The lower house provides a number of important functions: it determines the government, debates and passes laws, watches over government administration and expenditure, and provides a forum for public debate on issues of national importance.
Voting for this year’s election will be different due to the fact it’s a double dissolution election. What does that mean? A double dissolution occurs when both the Senate and the House of Representatives are shut down (dissolved), in order for a federal election to take place. A double dissolution election is different to regular elections, when only half the Senate seats are contested.
The Coalition currently holds 90 seats and Labor 55 seats in the lower house, but following the redrawing of electoral boundaries in NSW and Western Australia, the Coalition holds a notional 89 seats and Labor 57 seats - with 76 seats representing the minimum number required to win government.
In March this year following a marathon Upper House debate, the Turnbull Government’s Bill to change how Australians elect their senators was passed. The aim was to give voters more control over their preferences … or to put it another way, the more preferences you express, the more likely a candidate you favour will be elected.

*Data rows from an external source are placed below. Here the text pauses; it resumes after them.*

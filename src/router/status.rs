//! Public server status, for front-end identification.

use std::sync::Arc;

use axum::Json;
use axum::extract::State;
use serde::{Deserialize, Serialize};

use crate::config::Configuration;

/// Structured status.
#[derive(Debug, PartialEq, Serialize, Deserialize)]
pub struct Status {
    pub name: String,
    pub version: String,
}

/// Public server status.
pub async fn handler(State(config): State<Arc<Configuration>>) -> Json<Status> {
    Json(Status {
        name: config.name.clone(),
        version: config.version().to_owned(),
    })
}
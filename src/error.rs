//! Error handler for wanderlog.

use axum::extract::rejection::JsonRejection;
use axum::http::{StatusCode, header};
use axum::response::{IntoResponse, Response};
use serde::Serialize;
use sqlx::Error as SQLxError;
use thiserror::Error;
use validator::ValidationErrors;

use crate::crypto::CryptoError;
use crate::mail::MailError;
use crate::otp::OtpError;
use crate::token::TokenError;

pub type Result<T> = std::result::Result<T, ServerError>;

/// Validation code of presence checks. Their message takes precedence.
pub const REQUIRED: &str = "required";

/// PostgreSQL `unique_violation` SQLSTATE.
const UNIQUE_VIOLATION: &str = "23505";

/// Enum representing server-side errors.
#[derive(Debug, Error)]
pub enum ServerError {
    #[error("validation error occurred")]
    Validation(#[from] ValidationErrors),

    #[error("{0}")]
    BadRequest(String),

    #[error(transparent)]
    Axum(#[from] JsonRejection),

    #[error("{0}")]
    Conflict(String),

    #[error("Invalid identifier or password.")]
    InvalidCredentials,

    #[error("Please verify your OTP before logging in.")]
    NotVerified,

    #[error("{0} not found.")]
    NotFound(&'static str),

    #[error("You are not allowed to {action} this {kind}.")]
    Forbidden {
        action: &'static str,
        kind: String,
    },

    #[error(transparent)]
    Otp(#[from] OtpError),

    #[error(transparent)]
    Token(#[from] TokenError),

    #[error(transparent)]
    Crypto(#[from] CryptoError),

    #[error(transparent)]
    Mail(#[from] MailError),

    #[error("SQL request failed: {0}")]
    Sql(#[from] SQLxError),

    #[error("internal server error, {details}")]
    Internal {
        details: String,
        source: Option<Box<dyn std::error::Error + Send + Sync>>,
    },
}

impl ServerError {
    /// Create an internal error without source.
    pub fn internal(details: impl Into<String>) -> Self {
        Self::Internal {
            details: details.into(),
            source: None,
        }
    }
}

/// Structure for error responses.
#[derive(Debug, Serialize)]
pub struct ResponseError {
    #[serde(skip)]
    status: u16,
    message: String,
    #[serde(skip_serializing_if = "Option::is_none")]
    errors: Option<Vec<FieldError>>,
}

impl ResponseError {
    /// Update error status code.
    pub fn status(mut self, code: StatusCode) -> Self {
        self.status = code.as_u16();
        self
    }

    /// Update `message` field.
    pub fn message(mut self, message: &str) -> Self {
        self.message = message.into();
        self
    }

    /// Automatically add errors field.
    ///
    /// The first presence failure, or else the first field message, becomes
    /// the top-level message.
    pub fn errors(mut self, errors: &ValidationErrors) -> Self {
        let errors = parse_validation_errors(errors);
        if let Some(first) = errors
            .iter()
            .find(|e| e.code == REQUIRED)
            .or_else(|| errors.first())
        {
            self.message = first.message.clone();
        }
        self.errors = Some(errors);
        self
    }

    /// Transform [`ResponseError`] into axum [`Response`].
    pub fn into_response(
        self,
    ) -> std::result::Result<Response, axum::http::Error> {
        if let Ok(body) = serde_json::to_string(&self) {
            Response::builder()
                .status(self.status)
                .header(header::CONTENT_TYPE, "application/json")
                .body(body.into())
        } else {
            Ok(internal_server_error())
        }
    }
}

impl Default for ResponseError {
    fn default() -> Self {
        Self {
            status: StatusCode::INTERNAL_SERVER_ERROR.as_u16(),
            message: "Internal server error.".to_owned(),
            errors: None,
        }
    }
}

#[derive(Debug, Serialize)]
struct FieldError {
    field: String,
    #[serde(skip)]
    code: String,
    message: String,
}

fn parse_validation_errors(errors: &ValidationErrors) -> Vec<FieldError> {
    let mut errors: Vec<FieldError> = errors
        .field_errors()
        .iter()
        .flat_map(|(field, issues)| {
            issues.iter().map(move |issue| FieldError {
                field: field.to_string(),
                code: issue.code.to_string(),
                message: issue
                    .message
                    .as_ref()
                    .map(|m| m.to_string())
                    .unwrap_or_else(|| format!("Invalid '{field}' field.")),
            })
        })
        .collect();
    errors.sort_by(|a, b| a.field.cmp(&b.field));
    errors
}

impl IntoResponse for ServerError {
    fn into_response(self) -> Response {
        let response = ResponseError::default()
            .message(&self.to_string())
            .status(StatusCode::BAD_REQUEST);

        let response = match &self {
            ServerError::Validation(validation_errors) => {
                response.errors(validation_errors)
            },

            ServerError::Axum(rejection) => {
                response.message(&rejection.body_text())
            },

            ServerError::Conflict(_) => response.status(StatusCode::CONFLICT),

            ServerError::InvalidCredentials => {
                response.status(StatusCode::UNAUTHORIZED)
            },

            ServerError::NotVerified | ServerError::Forbidden { .. } => {
                response.status(StatusCode::FORBIDDEN)
            },

            ServerError::NotFound(_) => response.status(StatusCode::NOT_FOUND),

            ServerError::Otp(OtpError::NotFound) => {
                response.status(StatusCode::NOT_FOUND)
            },

            ServerError::Token(TokenError::Missing) => {
                response.status(StatusCode::UNAUTHORIZED)
            },

            ServerError::Token(
                TokenError::Malformed(_) | TokenError::Expired,
            ) => response
                .message("Invalid token.")
                .status(StatusCode::FORBIDDEN),

            ServerError::Sql(err)
                if err
                    .as_database_error()
                    .and_then(|e| e.code())
                    .is_some_and(|code| code == UNIQUE_VIOLATION) =>
            {
                response
                    .message("Resource already exists.")
                    .status(StatusCode::CONFLICT)
            },

            ServerError::Token(TokenError::Encode(_))
            | ServerError::Crypto(_)
            | ServerError::Mail(_)
            | ServerError::Sql(_) => {
                tracing::error!(error = %self, "server returned 500 status");

                ResponseError::default()
            },

            ServerError::Internal { details, source } => {
                tracing::error!(
                    err = source.as_ref().map(|e| e.to_string()),
                    %details,
                    "server returned 500 status"
                );

                ResponseError::default()
            },

            _ => response,
        };

        response
            .into_response()
            .unwrap_or_else(|_| internal_server_error())
    }
}

fn internal_server_error() -> Response {
    Response::builder()
        .status(StatusCode::INTERNAL_SERVER_ERROR)
        .header(header::CONTENT_TYPE, "application/json")
        .body(
            serde_json::json!({
                "message": "Internal server error.",
            })
            .to_string()
            .into(),
        )
        .unwrap_or_else(|_| Response::new("Internal server error".into()))
}

#[cfg(test)]
mod tests {
    use http_body_util::BodyExt;
    use validator::ValidationError;

    use super::*;

    async fn body(response: Response) -> serde_json::Value {
        let bytes = response.into_body().collect().await.unwrap().to_bytes();
        serde_json::from_slice(&bytes).unwrap()
    }

    #[tokio::test]
    async fn test_otp_errors_are_distinguishable() {
        let expired = ServerError::Otp(OtpError::Expired).into_response();
        assert_eq!(expired.status(), StatusCode::BAD_REQUEST);
        assert_eq!(body(expired).await["message"], "OTP has expired.");

        let mismatch = ServerError::Otp(OtpError::Mismatch).into_response();
        assert_eq!(mismatch.status(), StatusCode::BAD_REQUEST);
        assert_eq!(body(mismatch).await["message"], "Invalid OTP.");

        let verified =
            ServerError::Otp(OtpError::AlreadyVerified).into_response();
        assert_eq!(verified.status(), StatusCode::BAD_REQUEST);
        assert_eq!(body(verified).await["message"], "User is already verified.");

        let unknown = ServerError::Otp(OtpError::NotFound).into_response();
        assert_eq!(unknown.status(), StatusCode::NOT_FOUND);
    }

    #[tokio::test]
    async fn test_token_errors() {
        let missing = ServerError::Token(TokenError::Missing).into_response();
        assert_eq!(missing.status(), StatusCode::UNAUTHORIZED);
        assert_eq!(body(missing).await["message"], "Missing token.");

        let expired = ServerError::Token(TokenError::Expired).into_response();
        assert_eq!(expired.status(), StatusCode::FORBIDDEN);
        assert_eq!(body(expired).await["message"], "Invalid token.");
    }

    #[tokio::test]
    async fn test_internal_hides_details() {
        let response = ServerError::internal("database exploded").into_response();
        assert_eq!(response.status(), StatusCode::INTERNAL_SERVER_ERROR);
        assert_eq!(body(response).await["message"], "Internal server error.");
    }

    #[tokio::test]
    async fn test_validation_message() {
        let mut errors = ValidationErrors::new();
        errors.add(
            "email",
            ValidationError::new("required")
                .with_message("Email and OTP are required.".into()),
        );

        let response = ServerError::Validation(errors).into_response();
        assert_eq!(response.status(), StatusCode::BAD_REQUEST);

        let body = body(response).await;
        assert_eq!(body["message"], "Email and OTP are required.");
        assert_eq!(body["errors"][0]["field"], "email");
    }

    #[tokio::test]
    async fn test_presence_message_comes_first() {
        let mut errors = ValidationErrors::new();
        errors.add(
            "email",
            ValidationError::new("email")
                .with_message("Email must be formatted.".into()),
        );
        errors.add(
            "password",
            ValidationError::new(REQUIRED)
                .with_message("Password is required.".into()),
        );

        let body = body(ServerError::Validation(errors).into_response()).await;
        assert_eq!(body["message"], "Password is required.");
        assert_eq!(body["errors"][0]["message"], "Email must be formatted.");
    }

    #[tokio::test]
    async fn test_forbidden_message() {
        let response = ServerError::Forbidden {
            action: "delete",
            kind: "journal".into(),
        }
        .into_response();
        assert_eq!(response.status(), StatusCode::FORBIDDEN);
        assert_eq!(
            body(response).await["message"],
            "You are not allowed to delete this journal."
        );
    }
}
//! # Configuration Implementation
//!
//! 配置组合引擎的具体实现：把多个有序配置源合并为一棵按路径寻址的配置树。
//!
//! ## 主要组件
//!
//! - [`ConfigurationBuilder`] - 配置构建器
//! - [`ConfigurationRoot`] - 配置根（后注册的配置源优先）
//! - [`ConfigurationSection`] - 配置节视图
//! - [`JsonConfigurationFileParser`] - JSON 配置解析器
//! - [`MemoryConfigurationProvider`] - 内存配置提供者
//! - [`JsonConfigurationProvider`] - JSON 配置提供者
//! - [`CommandLineConfigurationProvider`] - 命令行配置提供者
//! - [`EnvironmentVariablesConfigurationProvider`] - 环境变量配置提供者
//!
//! ```
//! use config_abstractions::Configuration;
//! use config_impl::ConfigurationBuilder;
//!
//! let config = ConfigurationBuilder::new()
//!     .add_in_memory_collection([("Data:Name", "first")])
//!     .add_in_memory_collection([("data:name", "second")])
//!     .build()
//!     .unwrap();
//!
//! assert_eq!(config.get("DATA:NAME").as_deref(), Some("second"));
//! assert_eq!(config.get_section("Data").get("Name").as_deref(), Some("second"));
//! ```

pub mod builder;
pub mod json_parser;
pub mod providers;
pub mod root;
pub mod section;

pub use builder::*;
pub use json_parser::*;
pub use providers::*;
pub use root::*;
pub use section::*;

#[cfg(test)]
mod tests;
//! 配置路径工具
//!
//! 配置路径由 [`KEY_DELIMITER`] 连接的若干段组成。空段（开头、结尾或连续的分隔符）
//! 是合法的路径段，所有函数都按原样保留它们。

use crate::errors::{ConfigError, ConfigResult};

/// 路径段分隔符
pub const KEY_DELIMITER: &str = ":";

/// 组合配置路径段
///
/// ```
/// use config_abstractions::path;
///
/// assert_eq!(path::combine(["a", "b", "c"]), "a:b:c");
/// assert_eq!(path::combine(["", "Key2"]), ":Key2");
/// ```
pub fn combine<I, S>(segments: I) -> String
where
    I: IntoIterator<Item = S>,
    S: AsRef<str>,
{
    let mut combined = String::new();
    for (index, segment) in segments.into_iter().enumerate() {
        if index > 0 {
            combined.push_str(KEY_DELIMITER);
        }
        combined.push_str(segment.as_ref());
    }
    combined
}

/// 组合可能缺失的路径段序列，序列缺失时返回参数错误
pub fn try_combine<S: AsRef<str>>(segments: Option<&[S]>) -> ConfigResult<String> {
    segments
        .map(|segments| combine(segments.iter()))
        .ok_or_else(|| ConfigError::invalid_argument("segments", "路径段序列不能为空"))
}

/// 获取路径的最后一段
///
/// 没有分隔符时返回整个路径，空路径原样返回。
pub fn get_section_key(path: Option<&str>) -> Option<&str> {
    let path = path?;
    match path.rfind(KEY_DELIMITER) {
        Some(index) => Some(&path[index + KEY_DELIMITER.len()..]),
        None => Some(path),
    }
}

/// 获取父路径
///
/// 没有分隔符或路径为空时返回 `None`。
pub fn get_parent_path(path: Option<&str>) -> Option<&str> {
    let path = path.filter(|path| !path.is_empty())?;
    path.rfind(KEY_DELIMITER).map(|index| &path[..index])
}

The reason it became an issue was due to the 2013 Senate election results, which saw minor parties such as Ricky Muir and his Australian Motoring Enthusiast Party elected with 0.51 per cent of the primary vote.
An important aspect of the legislative change is that group voting tickets have been abolished and preferential voting (of at least six candidates in order of preference) is now possible above the line. This will mean parties are no longer able to decide where the preferences of voters who selected them above the line will flow.
So now you have two choices: you can vote above the line, specifying your preferences by numbering at least six boxes, from 1 to 6. Or you can vote below the line specifying your preferences by numbering at least 12 boxes from 1 to 12. In both cases you can continue to number as many boxes as you like in your order of preference.
The AEC has also deemed that a voter who marks only a single tick or cross in a square above the line is taken as having written the number one in the square and their vote is counted as valid.
Election night counting occurs in the polling place.
As has been the practice at previous elections, all ordinary House of Representatives votes will be counted in the polling place on election night, providing a first preference count and an indicative two candidate preferred count.
Ordinary Senate first preference votes (excluding Senate pre-poll ordinary votes) will be counted in the polling place on election night.
Election night counting excludes postal and other declaration votes which must first undergo checks against the electoral roll (preliminary scrutiny) after election night.
The Senate has always taken longer to count than the House of Representatives. This reflects the size and nature of the task and the legislative time frames for the return of postal and declaration votes to home electoral divisions. Under the previous voting rules for the Senate, final results were often not known until three or four weeks after election day.
At the 2016 federal election, the Senate count will be conducted under the new voting method for the first time. The date of the final distribution of preferences to determine the Senators-elect will be pre-publicised, as has been the practice at previous elections.
Results for the House of Representatives and Senate are posted to the AEC's online Tally Room on election night, and until all counting is completed.